When residents of Massachusetts; Oakland, Calif.; and Trenton and Montclair, N.J. were asked if they wanted their local governments to require employers to offer workers paid sick leave on ballots in November, they voted yes in every instance.
President Barack Obama presented his proposal for universal paid sick days building on that momentum: "Let's put it to a vote right here in Washington," he said. "It's the right thing to do."
This year, paid sick leave laws seem primed to extend that winning streak. In late January, Tacoma, Wash. passed legislation that requires employers to give workers at least three days of paid sick leave.
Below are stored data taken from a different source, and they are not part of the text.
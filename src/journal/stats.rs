use serde::{Deserialize, Serialize};
use std::fmt;

use crate::models::{JournalEntry, Outcome, TradeMode};

#[derive(Debug, Clone, Copy, Default, PartialEq, Eq, Serialize, Deserialize)]
#[serde(rename_all = "UPPERCASE")]
pub enum StreakType {
    Win,
    Loss,
    #[default]
    None,
}

impl fmt::Display for StreakType {
    fn fmt(&self, f: &mut fmt::Formatter<'_>) -> fmt::Result {
        match self {
            StreakType::Win => write!(f, "WIN"),
            StreakType::Loss => write!(f, "LOSS"),
            StreakType::None => write!(f, "NONE"),
        }
    }
}

#[derive(Debug, Clone, Default, PartialEq, Serialize, Deserialize)]
#[serde(rename_all = "camelCase")]
pub struct ModeStats {
    pub total: usize,
    pub resolved: usize,
    pub wins: usize,
    pub win_rate: f64,
}

/// Aggregates over the whole journal. Derived on demand, never stored.
#[derive(Debug, Clone, Default, PartialEq, Serialize, Deserialize)]
#[serde(rename_all = "camelCase")]
pub struct JournalStats {
    pub total_entries: usize,
    pub wins: usize,
    pub losses: usize,
    pub breakevens: usize,
    pub pending: usize,
    /// Percent of resolved trades (WIN, LOSS, BREAKEVEN) that won.
    pub win_rate: f64,
    pub scalping: ModeStats,
    pub swing: ModeStats,
    pub current_streak: usize,
    pub streak_type: StreakType,
    pub total_pnl: f64,
    pub avg_pnl: f64,
    pub pnl_count: usize,
}

fn win_rate(wins: usize, resolved: usize) -> f64 {
    if resolved == 0 {
        0.0
    } else {
        wins as f64 / resolved as f64 * 100.0
    }
}

fn mode_stats(entries: &[JournalEntry], mode: TradeMode) -> ModeStats {
    let of_mode: Vec<&JournalEntry> = entries.iter().filter(|e| e.mode == mode).collect();
    let resolved = of_mode.iter().filter(|e| e.outcome.is_resolved()).count();
    let wins = of_mode.iter().filter(|e| e.outcome == Outcome::Win).count();
    ModeStats {
        total: of_mode.len(),
        resolved,
        wins,
        win_rate: win_rate(wins, resolved),
    }
}

/// Run of identical WIN/LOSS results counted back from the most recent one.
/// PENDING and BREAKEVEN entries are ignored.
pub fn current_streak(entries: &[JournalEntry]) -> (usize, StreakType) {
    let mut decided: Vec<&JournalEntry> = entries
        .iter()
        .filter(|e| matches!(e.outcome, Outcome::Win | Outcome::Loss))
        .collect();
    // Stable: ties keep storage (newest-first) order.
    decided.sort_by(|a, b| b.last_activity().cmp(&a.last_activity()));

    let Some(first) = decided.first() else {
        return (0, StreakType::None);
    };
    let outcome = first.outcome;
    let len = decided.iter().take_while(|e| e.outcome == outcome).count();
    let kind = if outcome == Outcome::Win {
        StreakType::Win
    } else {
        StreakType::Loss
    };
    (len, kind)
}

impl JournalStats {
    pub fn from_entries(entries: &[JournalEntry]) -> Self {
        let count = |o: Outcome| entries.iter().filter(|e| e.outcome == o).count();
        let wins = count(Outcome::Win);
        let losses = count(Outcome::Loss);
        let breakevens = count(Outcome::Breakeven);
        let pending = count(Outcome::Pending);

        let pnls: Vec<f64> = entries.iter().filter_map(|e| e.pnl).collect();
        let total_pnl: f64 = pnls.iter().sum();
        let avg_pnl = if pnls.is_empty() {
            0.0
        } else {
            total_pnl / pnls.len() as f64
        };

        let (current_streak, streak_type) = current_streak(entries);

        Self {
            total_entries: entries.len(),
            wins,
            losses,
            breakevens,
            pending,
            win_rate: win_rate(wins, wins + losses + breakevens),
            scalping: mode_stats(entries, TradeMode::Scalping),
            swing: mode_stats(entries, TradeMode::Swing),
            current_streak,
            streak_type,
            total_pnl,
            avg_pnl,
            pnl_count: pnls.len(),
        }
    }

    pub fn resolved(&self) -> usize {
        self.wins + self.losses + self.breakevens
    }
}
Washington State is considering a statewide sick leave bill, as is Maryland.Chicago voters are set to vote for paid sick days in a non-binding referendum later this month, and lawmakers in Philadelphia are currently debating the issue.
But as the wave of legislative and ballot initiative wins continues, there's a counter trend spreading across the country that aims to kick the legs out from under future victories: statewide laws preempting local governments from instituting their own paid sick day mandates.
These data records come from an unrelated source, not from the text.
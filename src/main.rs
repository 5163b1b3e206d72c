mod app;

use anyhow::Result;
use tracing_subscriber::{fmt, EnvFilter};

use chart_journal::config::Config;

use crate::app::App;

#[tokio::main]
async fn main() -> Result<()> {
    let cfg = Config::from_env();

    let filter = EnvFilter::try_from_default_env()
        .unwrap_or_else(|_| EnvFilter::new(&cfg.log_level));

    fmt()
        .with_env_filter(filter)
        .with_target(false)
        .with_writer(std::io::stderr)
        .with_timer(fmt::time::UtcTime::rfc_3339())
        .init();

    let args: Vec<String> = std::env::args().skip(1).collect();
    let mut app = App::new(&cfg);
    app.run(&args).await
}
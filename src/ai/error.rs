use thiserror::Error;

pub const STATUS_TOO_MANY_REQUESTS: u16 = 429;
pub const STATUS_SERVICE_UNAVAILABLE: u16 = 503;

const RETRYABLE_PHRASES: &[&str] = &["quota", "rate limit", "too many requests"];

/// Failure reported by the inference service or the transport in front of it.
#[derive(Debug, Clone, PartialEq, Eq, Error)]
#[error("{message}")]
pub struct ServiceError {
    pub status: Option<u16>,
    pub message: String,
}

impl ServiceError {
    pub fn new(message: impl Into<String>) -> Self {
        Self {
            status: None,
            message: message.into(),
        }
    }

    pub fn with_status(status: u16, message: impl Into<String>) -> Self {
        Self {
            status: Some(status),
            message: message.into(),
        }
    }

    /// Rate limiting and temporary unavailability are worth another attempt.
    pub fn is_retryable(&self) -> bool {
        if matches!(
            self.status,
            Some(STATUS_TOO_MANY_REQUESTS) | Some(STATUS_SERVICE_UNAVAILABLE)
        ) {
            return true;
        }
        let msg = self.message.to_lowercase();
        RETRYABLE_PHRASES.iter().any(|p| msg.contains(p))
    }

    /// Text safe to show the end user. Pure function of the error.
    pub fn user_message(&self) -> String {
        match self.status {
            Some(STATUS_TOO_MANY_REQUESTS) if self.message.to_lowercase().contains("daily") => {
                "Daily AI quota exhausted. Please try again tomorrow.".to_string()
            }
            Some(STATUS_TOO_MANY_REQUESTS) => {
                "Too many requests. Please wait a moment and try again.".to_string()
            }
            Some(STATUS_SERVICE_UNAVAILABLE) => {
                "The AI service is temporarily unavailable. Retrying...".to_string()
            }
            _ if !self.message.trim().is_empty() => self.message.clone(),
            _ => "Request failed. Please try again.".to_string(),
        }
    }
}
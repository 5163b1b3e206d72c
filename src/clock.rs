use chrono::{DateTime, Utc};

pub trait Clock: Send + Sync {
    fn now(&self) -> DateTime<Utc>;
}

/// Wall clock truncated to milliseconds, the precision the journal persists.
#[derive(Debug, Clone, Copy, Default)]
pub struct SystemClock;

impl Clock for SystemClock {
    fn now(&self) -> DateTime<Utc> {
        let now = Utc::now();
        DateTime::from_timestamp_millis(now.timestamp_millis()).unwrap_or(now)
    }
}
Eleven states have passed measures that ban municipalities from passing paid sick leave laws, according to Ellen Bravo executive director of Family Values @ Work, which advocates for family-friendly workplaces. Missouri could be the 12th state to do so. Last week, State Representative Caleb Rowden, a Republican, introduced legislation that would institute a state-wide ban on local laws that raise the minimum wage, require employers to offer paid sick leave, and prohibit employers from inquiring about candidates' criminal convictions early in the application process. (Missouri Governor Jay Nixon is a Democrat, but Republicans' dominance in the legislature is enough to override his veto power.)
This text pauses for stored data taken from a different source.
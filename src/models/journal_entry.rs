use chrono::{DateTime, Utc};
use serde::{Deserialize, Deserializer, Serialize};
use std::fmt;
use std::str::FromStr;

use crate::models::analysis::{AnalysisRecord, Confidence, Decision};

#[derive(Debug, Clone, Copy, PartialEq, Eq, Hash, Serialize, Deserialize)]
#[serde(rename_all = "lowercase")]
pub enum TradeMode {
    Scalping,
    Swing,
}

impl fmt::Display for TradeMode {
    fn fmt(&self, f: &mut fmt::Formatter<'_>) -> fmt::Result {
        match self {
            TradeMode::Scalping => write!(f, "scalping"),
            TradeMode::Swing => write!(f, "swing"),
        }
    }
}

impl FromStr for TradeMode {
    type Err = String;

    fn from_str(s: &str) -> Result<Self, Self::Err> {
        match s.trim().to_lowercase().as_str() {
            "scalping" | "scalp" => Ok(TradeMode::Scalping),
            "swing" => Ok(TradeMode::Swing),
            other => Err(format!("unknown mode: {other}")),
        }
    }
}

#[derive(Debug, Clone, Copy, Default, PartialEq, Eq, Hash, Serialize, Deserialize)]
#[serde(rename_all = "UPPERCASE")]
pub enum Outcome {
    Win,
    Loss,
    Breakeven,
    #[default]
    Pending,
}

impl Outcome {
    pub fn as_str(&self) -> &'static str {
        match self {
            Outcome::Win => "WIN",
            Outcome::Loss => "LOSS",
            Outcome::Breakeven => "BREAKEVEN",
            Outcome::Pending => "PENDING",
        }
    }

    pub fn is_resolved(&self) -> bool {
        *self != Outcome::Pending
    }
}

impl fmt::Display for Outcome {
    fn fmt(&self, f: &mut fmt::Formatter<'_>) -> fmt::Result {
        write!(f, "{}", self.as_str())
    }
}

impl FromStr for Outcome {
    type Err = String;

    fn from_str(s: &str) -> Result<Self, Self::Err> {
        match s.trim().to_uppercase().as_str() {
            "WIN" => Ok(Outcome::Win),
            "LOSS" => Ok(Outcome::Loss),
            "BREAKEVEN" | "BE" => Ok(Outcome::Breakeven),
            "PENDING" => Ok(Outcome::Pending),
            other => Err(format!("unknown outcome: {other}")),
        }
    }
}

/// One saved analysis. Serialized as the persisted journal schema.
#[derive(Debug, Clone, PartialEq, Serialize, Deserialize)]
#[serde(rename_all = "camelCase")]
pub struct JournalEntry {
    pub id: String,
    #[serde(with = "chrono::serde::ts_milliseconds")]
    pub created_at: DateTime<Utc>,
    pub mode: TradeMode,
    #[serde(default)]
    pub thumbnail: String,
    #[serde(default)]
    pub image_file_name: String,
    pub decision: Decision,
    pub confidence: Confidence,
    pub analysis: AnalysisRecord,
    #[serde(default, deserialize_with = "outcome_or_pending")]
    pub outcome: Outcome,
    #[serde(
        default,
        with = "chrono::serde::ts_milliseconds_option",
        skip_serializing_if = "Option::is_none"
    )]
    pub outcome_updated_at: Option<DateTime<Utc>>,
    #[serde(default, skip_serializing_if = "Option::is_none")]
    pub pair: Option<String>,
    #[serde(default, skip_serializing_if = "Option::is_none")]
    pub notes: Option<String>,
    #[serde(default, skip_serializing_if = "Option::is_none")]
    pub pnl: Option<f64>,
    #[serde(default)]
    pub is_confluence: bool,
}

impl JournalEntry {
    /// Timestamp the streak ordering uses.
    pub fn last_activity(&self) -> DateTime<Utc> {
        self.outcome_updated_at.unwrap_or(self.created_at)
    }
}

// A stored `null` outcome reads as PENDING.
fn outcome_or_pending<'de, D>(deserializer: D) -> Result<Outcome, D::Error>
where
    D: Deserializer<'de>,
{
    Ok(Option::<Outcome>::deserialize(deserializer)?.unwrap_or_default())
}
Rowden did not return requests for comment, but he when announcing the bill, he said it would ensure that businesses don't have to deal with confusing and complex regulations that vary across the state and will protect businesses from activists on local city councils who want to attack job creators and hurt the middle class. On Twitter, he said that the legislation was intended to "protect small businesses from overreaching and unbalanced regulation."
Eliminating the hodgepodge of local laws is a common refrain for advocates of statewide preemption laws, says Gordon Lafer, an associate professor at the University of Oregon's Labor Education and Research Center. That was the rationale for a law that Florida Governor Rick Scott signed in June 2013. The bill, which had the support of Walt Disney World, Darden Restaurants, and the Florida Chamber of Commerce, "fosters statewide uniformity, consistency, and predictability in Florida's employer-employee relationships," Scott said in a statement at the time.
"What gets said is, "We shouldn't have this mish-mosh of different laws; we want a state standard, and the state standard should be nothing,'" Lafer says.
Arguably, the most notable preemption law was passed in Wisconsin in 2011, when legislators approved legislation that repealed Milwaukee's sick leave law—even though it had passed by ballot initiative in 2008 with 69% support—and prohibited local ordinances from requiring businesses to provide paid sick leave to employees. Wisconsin Governor Scott Walker said the law would guarantee regulatory consistency. "Patchwork government mandates stifle job creation and economic opportunity," he said. "This law gives employers the flexibility they need to put people back to work and that makes Wisconsin a more attractive place to do business."
Georgia, Louisiana, Tennessee, Mississippi, Kansas, Indiana, Arizona, Oklahoma, and Alabama—in addition to Florida and Wisconsin—have passed preemption laws, with eight of the 11 gaining adoption since 2013.
Lafer says that a lack of public awareness might have helped states push sick leave preemption bills through the legislative process—workers may know less about paid sick day benefits than they do about something like the minimum wage.
President Obama's spotlight on paid sick leave in his State of the Union address may have pulled the issue out of the shadows. At the same time, Americans were not blind to the issue beforehand. The Public Religion Research Institute found that 81% of its respondents to a survey last year were in favor of the type of sick leave legislation that Obama is proposing, including 70% of Republicans.
The debate over sick leave this year may turn into a race to see if advocates can build enough awareness and support such laws before legislatures that oppose the benefit act to ban them.